Human immunodeficiency virus (HIV) and acquired immune deficiency syndrome (AIDS) are among the most complex health problems of the 21st century . The year 2011 marked 30 years since the discovery of AIDS, which has claimed more than 25 million lives. More than 60 million people have been infected with HIV, and more than 90% of the cases occurred in developing countries . In Asia, approximately 4.9 million (4.5 million–5.5 million) people were infected with HIV in 2009. Most national HIV epidemics appear to have stabilized . The estimated number of children younger than 15 years, who are living with HIV increased significantly, from 140,000 (92,000–190,000) in 2005 to 160,000 (110,000–210,000) in 2009 .
AIDS Epidemic in China.
The first HIV case in China was reported in 1985 and the epidemic spread began in 1989 through injecting drug users. In rural areas of China, 31% provinces have reported cases of HIV , . In 2009 according to the Chinese Ministry of Health there were 326,000 people living with HIV and of these 107,000 had AIDS . In China the AIDS epidemic is complex with some populations effected more than other .
HIV/AIDS in Hubei Province.
Hubei province which lies in central China, in the middle of the Yangtze River with an area of 186,000 square kilometers and a population of 65 million. It is estimated that 45,000 people are HIV positive and that 83% of HIV cases are due to illegal commercial blood selling in 1990’s similar to the provinces of Yunnan, Guangxi, Anhui and Guangdong , , .
Young people are at high risk for HIV/AIDS infections . Lack of knowledge about AIDS prevention makes them more vulnerable to HIV infection . As a transitional step from children to adulthood, adolescence is a crucial period for fostering healthy attitudes and behaviors to protect people from diseases . Thus, fostering healthy behaviors among adolescents may be more essential for the prevention of HIV/AIDS and high-risk behaviors in the general population . Young people are valuable parts of the society, and they will be a powerful against the transmission of HIV in the future. Their opinions, attitudes, and behaviors play critical roles in constructing a compassionate social environment that is free from discrimination for people living with HIV/AIDS .
In China, schools are the primary locations where young people acquire knowledge and skills. School-based HIV/AIDS health education can be more efficiently operated and delivered than other programs that prevent the spread of AIDS .
Most of the previous studies on student s’ knowledge, attitudes, and behaviors (KAB) about HIV/AIDS in Hubei province were conducted among university students . Secondary schools in Hubei province seldom carry out KAB research and provide systematic education to prevent HIV/AIDS. Therefore, we conducted an exploratory study in Hubei province on the existing levels and types of KAB of secondary students with regard to HIV/AIDS. The aim of this school-based study was to evaluate the effectiveness of an educational prevention program on HIV/AIDS, particularly in relation to the KAB of secondary school students, to provide theoretical and practical information for decision-makers.
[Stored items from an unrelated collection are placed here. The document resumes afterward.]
//! Taskdeck Client Core
//!
//! Layered architecture:
//! - models: Entities, drafts, patches and their remote row shapes
//! - schedule: Due date/time mapping between local and remote shapes
//! - gateway: Remote data service contract and the hosted implementation
//! - store: Optimistic entity stores
//! - auth / entitlement: Session, profile and trial/premium state
//! - context: Application-wide container wiring it all together
//! - views: Derived read models (kanban, calendar, dashboard, search)

pub mod config;
pub mod error;
pub mod models;
pub mod schedule;
pub mod gateway;
pub mod store;
pub mod auth;
pub mod entitlement;
pub mod context;
pub mod views;

#[cfg(test)]
pub(crate) mod testing;

pub use config::{AppConfig, ConfigError, GatewayConfig};
pub use error::{GatewayError, GatewayResult};
pub use models::{
    AccountId, Entity, Profile, ProfileFlag, Project, ProjectDraft, ProjectPatch, Task, TaskDraft,
    TaskPatch, TeamMember, TeamMemberDraft, TeamMemberPatch,
};
pub use gateway::{AccountSource, AuthGateway, Gateway, RemoteTable, RestGateway, Session};
pub use store::{EntityStore, ProjectStore, StoreSnapshot, SyncOutcome, SyncTicket, TaskStore, TeamStore};
pub use auth::{AuthSnapshot, AuthStore};
pub use entitlement::{Clock, Entitlement, EntitlementEngine, Feature, SystemClock, TrialPolicy, TrialState};
pub use context::AppContext;
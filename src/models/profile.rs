//! Account Profile
//!
//! One row per account; `created_at` starts the trial window.

use chrono::{DateTime, Utc};
use serde::{Deserialize, Serialize};

use super::AccountId;

#[derive(Debug, Clone, PartialEq, Serialize, Deserialize)]
pub struct Profile {
    pub id: AccountId,
    #[serde(default)]
    pub email: Option<String>,
    #[serde(default)]
    pub full_name: Option<String>,
    #[serde(default)]
    pub avatar_url: Option<String>,
    #[serde(default)]
    pub is_premium: bool,
    pub created_at: DateTime<Utc>,
}

/// Boolean profile columns that may be flipped remotely
#[derive(Debug, Clone, Copy, PartialEq, Eq, Hash)]
pub enum ProfileFlag {
    IsPremium,
}

impl ProfileFlag {
    /// Remote column name
    pub fn column(&self) -> &'static str {
        match self {
            ProfileFlag::IsPremium => "is_premium",
        }
    }
}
Human immunodeficiency virus (HIV) and acquired immune deficiency syndrome (AIDS) are among the most complex health problems in the world. Young people are at high risk of HIV and AIDS infections and are, therefore, in need of targeted prevention. School-based HIV/AIDS health education may be an effective way to prevent the spread of AIDS among adolescents.
The study was a school-based intervention conducted in three middle schools and two high schools in Wuhan, China, which included 702 boys and 766 girls, with ages from 11 to 18 years old. The intervention was a one-class education program about HIV/AIDS for participants. HIV/AIDS knowledge, attitude, and high-risk behaviors were investigated using an anonymous self-administered questionnaire before and after the education intervention. Chi-square test was used to compare differences before and after the intervention. Non-conditional logistic regression analysis was used to identify the factors that affect HIV/AIDS knowledge.
Misconceptions about basic medical knowledge and non-transmission modes of HIV/AIDS among all the students prevail. Approximately 10% to 40% of students had negative attitudes about HIV/AIDS before the intervention. After the intervention, all of the students had significant improvements in knowledge and attitude about HIV/AIDS (P<.05), indicating that educational intervention increased the students’ knowledge significantly and changed their attitudes positively. Logistic regression analyses indicated that before the intervention the students’ level of knowledge about HIV/AIDS was significantly associated with grade, economic status of the family, and attitudes toward participation in HIV/AIDS health information campaigns.
HIV/AIDS education programs were welcomed by secondary students and positively influenced HIV/AIDS-related knowledge and attitudes. A systematic and long-term intervention among secondary school students must be conducted for the prevention of HIV.